Traditionally public hospitals provide the overwhelming majority of in-patient care, looking after everything from tonsillectomies to heart bypass surgery, but the pandemic has created an opportunity for existing private healthcare providers to expand and new competitors to enter the market.
Private hospital executives interviewed by Reuters have pledged or invested 85 million euros ($100 million) in the sector: a new hospital due in the capital Budapest, taking the lion’s share of that spending, alongside a surgical ward planned in an existing facility and additional beds and upgraded equipment completed in another.

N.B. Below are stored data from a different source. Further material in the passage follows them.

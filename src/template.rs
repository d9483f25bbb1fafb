//! URL template resolution for configuration endpoints.
//!
//! A template is a plain string with the placeholders `{address}`, `{branch}`,
//! `{profile}`, and `{app_name}`. Resolution substitutes each placeholder in a single
//! left-to-right pass (substituted values are never rescanned) and then normalizes the
//! extension of the final path segment so the request always targets the JSON view.
//! Unknown placeholders and malformed templates pass through literally.

// self
use crate::_prelude::*;

/// Template used when callers do not override the configuration URL.
pub const DEFAULT_URL_TEMPLATE: &str = "{address}/{branch}/{profile}-{app_name}.json";

const JSON_EXTENSION: &str = "json";
const CONVERTIBLE_EXTENSIONS: [&str; 3] = ["yaml", "yml", "properties"];

/// Identity values substituted into a [`UrlTemplate`].
#[derive(Clone, Copy, Debug, PartialEq, Eq)]
pub struct Identity<'a> {
	/// Config server base URL.
	pub address: &'a str,
	/// Repository branch or label.
	pub branch: &'a str,
	/// Active profile.
	pub profile: &'a str,
	/// Application name.
	pub app_name: &'a str,
}
impl<'a> Identity<'a> {
	fn placeholder(&self, name: &str) -> Option<&'a str> {
		match name {
			"address" => Some(self.address),
			"branch" => Some(self.branch),
			"profile" => Some(self.profile),
			"app_name" => Some(self.app_name),
			_ => None,
		}
	}
}

/// Configuration URL template.
#[derive(Clone, Debug, PartialEq, Eq, Hash, Serialize, Deserialize)]
#[serde(transparent)]
pub struct UrlTemplate(String);
impl UrlTemplate {
	/// Wraps a template string.
	pub fn new(template: impl Into<String>) -> Self {
		Self(template.into())
	}

	/// Returns the raw template.
	pub fn as_str(&self) -> &str {
		&self.0
	}

	/// Resolves the template for `identity`.
	pub fn resolve(&self, identity: &Identity) -> String {
		normalize_extension(substitute(&self.0, identity))
	}
}
impl Default for UrlTemplate {
	fn default() -> Self {
		Self::new(DEFAULT_URL_TEMPLATE)
	}
}
impl Display for UrlTemplate {
	fn fmt(&self, f: &mut Formatter) -> FmtResult {
		f.write_str(&self.0)
	}
}
impl From<&str> for UrlTemplate {
	fn from(value: &str) -> Self {
		Self::new(value)
	}
}
impl From<String> for UrlTemplate {
	fn from(value: String) -> Self {
		Self(value)
	}
}

fn substitute(template: &str, identity: &Identity) -> String {
	let mut out = String::with_capacity(template.len() + 64);
	let mut rest = template;

	while let Some(start) = rest.find('{') {
		out.push_str(&rest[..start]);

		let tail = &rest[start..];
		let resolved = tail
			.find('}')
			.and_then(|end| identity.placeholder(&tail[1..end]).map(|value| (end, value)));

		match resolved {
			Some((end, value)) => {
				out.push_str(value);

				rest = &tail[end + 1..];
			},
			None => {
				out.push('{');

				rest = &tail[1..];
			},
		}
	}

	out.push_str(rest);

	out
}

fn normalize_extension(url: String) -> String {
	let path_end = url.find(['?', '#']).unwrap_or(url.len());
	let (path, suffix) = url.split_at(path_end);
	let segment_start = path.rfind('/').map_or(0, |idx| idx + 1);
	let segment = &path[segment_start..];

	if segment.is_empty() {
		return url;
	}

	let rewritten = match segment.rsplit_once('.') {
		Some((_, ext)) if ext.eq_ignore_ascii_case(JSON_EXTENSION) => None,
		Some((stem, ext))
			if CONVERTIBLE_EXTENSIONS.iter().any(|known| ext.eq_ignore_ascii_case(known)) =>
			Some(format!("{}{stem}.{JSON_EXTENSION}{suffix}", &path[..segment_start])),
		_ => Some(format!("{path}.{JSON_EXTENSION}{suffix}")),
	};

	rewritten.unwrap_or(url)
}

There is no publicly available data on such investments, but in the past two years only two new private hospitals were opened. Total investment is dwarfed by annual public health spending worth 4% to 5% of economic output, based on OECD figures.
Private health insurance grew by 23% last year, with some of that large increase due to relatively low market penetration according to Hungarian insurance association figures.
The average waiting time for common procedures, such as orthopaedic surgeries, has rocketed to more than a year from just 22 days based on public data from the government’s National Health Insurance Fund.
For example, the wait for a hip replacement has grown from 59 days to 406 days, for a hernia 25 days to 410 days, it said.
Emergency surgery has continued throughout the pandemic.
For Rozalia, a 41-year-old sales manager at a Hungarian company, the revolution cannot come soon enough. She had life-saving surgery to remove a tumour from her breast last summer and has since lived with a tissue expander, a temporary fix until an operation to change it to a permanent implant.
“All my doctor could say that once the halted operations restart, they will discuss when I may get mine it is not likely before the end of the summer,” she said, adding however that she cannot afford the procedure in the private sector.
Hungary’s health authorities have given no indication as to when waiting times could fall back to normal. Neither the public health fund nor the health ministry responded to requests for comment.
HEALTH INSURANCE
Antal Kovacs, chief executive at the Da Vinci private clinic in southern Hungary, is sceptical the backlog could be wrestled down in just a year once the coronavirus crisis abates.
“Those who cannot or do not want to wait any longer, will look for private care, unless they require a procedure that cannot be performed in the private sector,” he said.
Aron Kovaloczy, managing director at DLA Piper Business Advisory, said the quality, access, infrastructure of Hungary’s public health system “has been steadily declining for years”.
“In tandem with that, effective demand by people whose needs cannot be met by the public health system has been increasing,” he said.
Of the $100 million investment under way and in the pipeline, the Buda Health Centre plans to start construction of a new hospital in Budapest this year at a cost of up to 30 billion forints ($97 million), adding 131 beds and eight operating rooms, Director Peter Pal Varga said.
“As private health insurance expands and we also grow organically, our patient numbers will increase,” he said. “We need to meet the demand in the market.”
Vienna Insurance Group’s Union unit said while the number of Hungarians who could afford private in-patient care was still low and currently available in-patient care limited, private sector offerings were set to expand in the coming years.
“As the role of the private sector increases, so does demand for private health insurance,” business unit leader Gabor Zsolnai said, adding that Union expected another 15-20% increase in private health insurance sales this year.
Anita Gurney, chief executive of the Duna Medical Centre private clinic that opened a new hospital in Budapest this year, said while in-patient private care could be pricey, it is no longer just the privilege of the elite.
“It all depends on when people’s pain or their patience reaches a limit pushing them towards private care,” she said.